Vegan diets also tend to be higher in fiber, and some studies show that people who eat more fiber have a lower risk for cardiovascular disease. Plant foods are also rich in polyphenols, compounds that help lower the inflammation that can lead to heart disease. In addition, fresh and lightly processed plant foods are naturally low in sodium, and offer minerals like potassium, magnesium, and calcium that help regulate blood pressure.

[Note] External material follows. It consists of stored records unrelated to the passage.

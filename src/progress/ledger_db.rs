//! 状态台账 SQLite 实现
//!
//! - crawl_status: 每个任务一行，(spider_name, status_type, identifier) 唯一
//!
//! 所有操作经由同一个连接串行执行；操作失败时重新打开连接并重试一次，
//! 仍失败则把错误返回给调用方

use std::path::{Path, PathBuf};
use std::sync::{Arc, Mutex};
use std::time::Duration;

use async_trait::async_trait;
use chrono::{TimeZone, Utc};
use rusqlite::{params, Connection, ErrorCode, OptionalExtension};
use tracing::{debug, info, warn};

use super::error::TierError;
use super::ledger::StatusLedger;
use super::types::{RetryUpdate, StatusKey, StatusRecord, TaskStatus};

/// SQLite 状态台账
#[derive(Clone)]
pub struct SqliteLedger {
    inner: Arc<LedgerInner>,
}

struct LedgerInner {
    db_path: PathBuf,
    busy_timeout: Duration,
    /// 单连接；`None` 表示尚未连接或上次操作后已断开
    conn: Mutex<Option<Connection>>,
}

impl std::fmt::Debug for SqliteLedger {
    fn fmt(&self, f: &mut std::fmt::Formatter<'_>) -> std::fmt::Result {
        f.debug_struct("SqliteLedger")
            .field("db_path", &self.inner.db_path)
            .field("busy_timeout", &self.inner.busy_timeout)
            .finish_non_exhaustive()
    }
}

impl SqliteLedger {
    /// 创建台账并尝试建立连接
    ///
    /// 连接失败不会返回错误：台账以断开状态创建，后续操作时再重连
    pub fn new(db_path: &Path, busy_timeout: Duration) -> Self {
        let inner = LedgerInner {
            db_path: db_path.to_path_buf(),
            busy_timeout,
            conn: Mutex::new(None),
        };

        match inner.open_connection() {
            Ok(conn) => {
                if let Ok(mut guard) = inner.conn.lock() {
                    *guard = Some(conn);
                }
                info!("状态台账已连接: {:?}", db_path);
            }
            Err(e) => warn!("状态台账暂不可用，将在首次操作时重连: {:?}, 错误: {}", db_path, e),
        }

        Self {
            inner: Arc::new(inner),
        }
    }

    pub fn db_path(&self) -> &Path {
        &self.inner.db_path
    }

    /// 在阻塞线程池中执行台账操作
    pub(crate) async fn run<T, F>(&self, op: F) -> Result<T, TierError>
    where
        T: Send + 'static,
        F: Fn(&mut Connection) -> rusqlite::Result<T> + Send + 'static,
    {
        let inner = Arc::clone(&self.inner);
        tokio::task::spawn_blocking(move || inner.execute(op))
            .await
            .map_err(|e| TierError::Unavailable(format!("台账任务异常退出: {}", e)))?
    }

    /// 读取完整记录，不存在时返回 `None`
    pub async fn get_record(&self, key: &StatusKey) -> Result<Option<StatusRecord>, TierError> {
        let key = key.clone();
        self.run(move |conn| {
            conn.query_row(
                r#"
                SELECT status, retry_count, last_update FROM crawl_status
                WHERE spider_name = ?1 AND status_type = ?2 AND identifier = ?3
                "#,
                params![key.spider_name, key.status_type, key.identifier],
                |row| {
                    let status: String = row.get(0)?;
                    let retry_count: i64 = row.get(1)?;
                    let last_update: i64 = row.get(2)?;
                    Ok(StatusRecord {
                        key: key.clone(),
                        status: TaskStatus::from_db(&status),
                        retry_count: clamp_retry(retry_count),
                        last_update: Utc
                            .timestamp_opt(last_update, 0)
                            .single()
                            .unwrap_or_else(Utc::now),
                    })
                },
            )
            .optional()
        })
        .await
    }

    /// 清空台账（维护操作），返回删除的行数
    pub async fn truncate(&self) -> Result<usize, TierError> {
        let deleted = self
            .run(|conn| conn.execute("DELETE FROM crawl_status", []))
            .await?;
        info!("已清空状态台账: {} 条记录", deleted);
        Ok(deleted)
    }
}

impl LedgerInner {
    fn open_connection(&self) -> Result<Connection, TierError> {
        // 确保父目录存在
        if let Some(parent) = self.db_path.parent() {
            if !parent.as_os_str().is_empty() {
                std::fs::create_dir_all(parent)?;
            }
        }

        let conn = Connection::open(&self.db_path)?;
        conn.busy_timeout(self.busy_timeout)?;
        init_tables(&conn)?;
        Ok(conn)
    }

    /// 在单连接上执行操作，失败时重连并重试一次
    fn execute<T, F>(&self, op: F) -> Result<T, TierError>
    where
        F: Fn(&mut Connection) -> rusqlite::Result<T>,
    {
        let mut guard = self
            .conn
            .lock()
            .map_err(|e| TierError::Unavailable(format!("获取数据库锁失败: {}", e)))?;

        if let Some(conn) = guard.as_mut() {
            match op(conn) {
                Ok(value) => return Ok(value),
                // 锁竞争在 busy_timeout 内未解除，重连无济于事，立即返回
                Err(e) if is_lock_contention(&e) => {
                    warn!("台账被其他连接锁定: {:?}, 错误: {}", self.db_path, e);
                    return Err(TierError::from(e));
                }
                Err(e) => warn!("台账操作失败，尝试重连: {}", e),
            }
        }

        *guard = None;
        let mut conn = self.open_connection()?;
        let result = op(&mut conn);
        *guard = Some(conn);

        if result.is_ok() {
            debug!("台账重连成功: {:?}", self.db_path);
        }
        result.map_err(TierError::from)
    }
}

fn init_tables(conn: &Connection) -> rusqlite::Result<()> {
    conn.execute(
        r#"
        CREATE TABLE IF NOT EXISTS crawl_status (
            id INTEGER PRIMARY KEY AUTOINCREMENT,
            spider_name TEXT NOT NULL,
            status_type TEXT NOT NULL,
            identifier TEXT NOT NULL,
            status TEXT NOT NULL DEFAULT 'pending',
            retry_count INTEGER NOT NULL DEFAULT 0,
            last_update INTEGER NOT NULL,
            UNIQUE (spider_name, status_type, identifier)
        )
        "#,
        [],
    )?;

    conn.execute(
        "CREATE INDEX IF NOT EXISTS idx_crawl_status_status ON crawl_status(status, last_update)",
        [],
    )?;

    Ok(())
}

fn is_lock_contention(error: &rusqlite::Error) -> bool {
    matches!(
        error,
        rusqlite::Error::SqliteFailure(inner, _)
            if matches!(inner.code, ErrorCode::DatabaseBusy | ErrorCode::DatabaseLocked)
    )
}

fn clamp_retry(value: i64) -> u32 {
    u32::try_from(value.max(0)).unwrap_or(u32::MAX)
}

#[async_trait]
impl StatusLedger for SqliteLedger {
    async fn get_status(&self, key: &StatusKey) -> Result<(TaskStatus, u32), TierError> {
        let key = key.clone();
        let row = self
            .run(move |conn| {
                conn.query_row(
                    r#"
                    SELECT status, retry_count FROM crawl_status
                    WHERE spider_name = ?1 AND status_type = ?2 AND identifier = ?3
                    "#,
                    params![key.spider_name, key.status_type, key.identifier],
                    |row| Ok((row.get::<_, String>(0)?, row.get::<_, i64>(1)?)),
                )
                .optional()
            })
            .await?;

        Ok(row
            .map(|(status, retry_count)| (TaskStatus::from_db(&status), clamp_retry(retry_count)))
            .unwrap_or((TaskStatus::Pending, 0)))
    }

    async fn upsert(
        &self,
        key: &StatusKey,
        status: TaskStatus,
        retry: RetryUpdate,
    ) -> Result<(), TierError> {
        let owned_key = key.clone();
        let now = Utc::now().timestamp();

        // 失败计数在一条语句内完成读取与自增，不存在并发读改写窗口
        self.run(move |conn| {
            let key = &owned_key;
            match (status, retry) {
                (TaskStatus::Failed, _) => conn.execute(
                    r#"
                    INSERT INTO crawl_status
                        (spider_name, status_type, identifier, status, retry_count, last_update)
                    VALUES (?1, ?2, ?3, 'failed', 1, ?4)
                    ON CONFLICT(spider_name, status_type, identifier) DO UPDATE SET
                        status = excluded.status,
                        retry_count = crawl_status.retry_count + 1,
                        last_update = excluded.last_update
                    "#,
                    params![key.spider_name, key.status_type, key.identifier, now],
                ),
                (_, RetryUpdate::Preserve) => conn.execute(
                    r#"
                    INSERT INTO crawl_status
                        (spider_name, status_type, identifier, status, retry_count, last_update)
                    VALUES (?1, ?2, ?3, ?4, 0, ?5)
                    ON CONFLICT(spider_name, status_type, identifier) DO UPDATE SET
                        status = excluded.status,
                        last_update = excluded.last_update
                    "#,
                    params![
                        key.spider_name,
                        key.status_type,
                        key.identifier,
                        status.as_str(),
                        now
                    ],
                ),
                (_, RetryUpdate::Set(count)) => conn.execute(
                    r#"
                    INSERT INTO crawl_status
                        (spider_name, status_type, identifier, status, retry_count, last_update)
                    VALUES (?1, ?2, ?3, ?4, ?5, ?6)
                    ON CONFLICT(spider_name, status_type, identifier) DO UPDATE SET
                        status = excluded.status,
                        retry_count = MAX(crawl_status.retry_count, excluded.retry_count),
                        last_update = excluded.last_update
                    "#,
                    params![
                        key.spider_name,
                        key.status_type,
                        key.identifier,
                        status.as_str(),
                        count as i64,
                        now
                    ],
                ),
            }
        })
        .await?;

        debug!("状态保存成功: {} -> {}", key, status);
        Ok(())
    }

    async fn query_all_completed(&self) -> Result<Vec<StatusKey>, TierError> {
        let keys = self
            .run(|conn| {
                let mut stmt = conn.prepare(
                    r#"
                    SELECT spider_name, status_type, identifier FROM crawl_status
                    WHERE status = 'completed'
                    "#,
                )?;
                let rows = stmt.query_map([], |row| {
                    Ok(StatusKey::new(
                        row.get::<_, String>(0)?,
                        row.get::<_, String>(1)?,
                        row.get::<_, String>(2)?,
                    ))
                })?;

                let mut keys = Vec::new();
                for row in rows {
                    match row {
                        Ok(key) => keys.push(key),
                        Err(e) => warn!("读取已完成记录失败: {}", e),
                    }
                }
                Ok(keys)
            })
            .await?;

        info!("从台账加载了 {} 个已完成键", keys.len());
        Ok(keys)
    }

    async fn close(&self) {
        let inner = Arc::clone(&self.inner);
        let closed = tokio::task::spawn_blocking(move || match inner.conn.lock() {
            Ok(mut guard) => guard.take().is_some(),
            Err(_) => false,
        })
        .await
        .unwrap_or(false);

        if closed {
            info!("状态台账连接已关闭");
        }
    }
}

A vegan diet doesn’t guarantee better heart health, however. It’s possible to avoid animal foods yet still follow a plan that’s low in nutrients – such as protein, fiber, vitamins, and minerals – and high in calories and saturated fat. As with any eating style, food choices matter. People who follow a vegan diet but include sugar-sweetened beverages and foods, refined grains, and unhealthy added fats (like coconut oil) on a regular basis are unlikely to get the same results as those who eat these foods sparingly.
Following a vegan diet requires planning. You may also need dietary supplements. For example, vitamin B12, which prevents anemia and nerve damage, is found naturally only in animal foods including eggs, meat, and fish. Vegans need vitamin B12 from dietary supplements and fortified foods, such as cereal. Calcium, iron, zinc, and omega-3 fats are other nutrients that are often in short supply in vegan diets.
While a vegan diet holds promise for preventing heart disease, it’s possible to follow a heart-healthy plant-based eating plan without giving up animal foods. If you’re thinking of trying a vegan diet, or you need help with any eating style, work with a registered dietitian nutritionist (RDN) to personalize an eating plan that meets your needs and accounts for your medical history.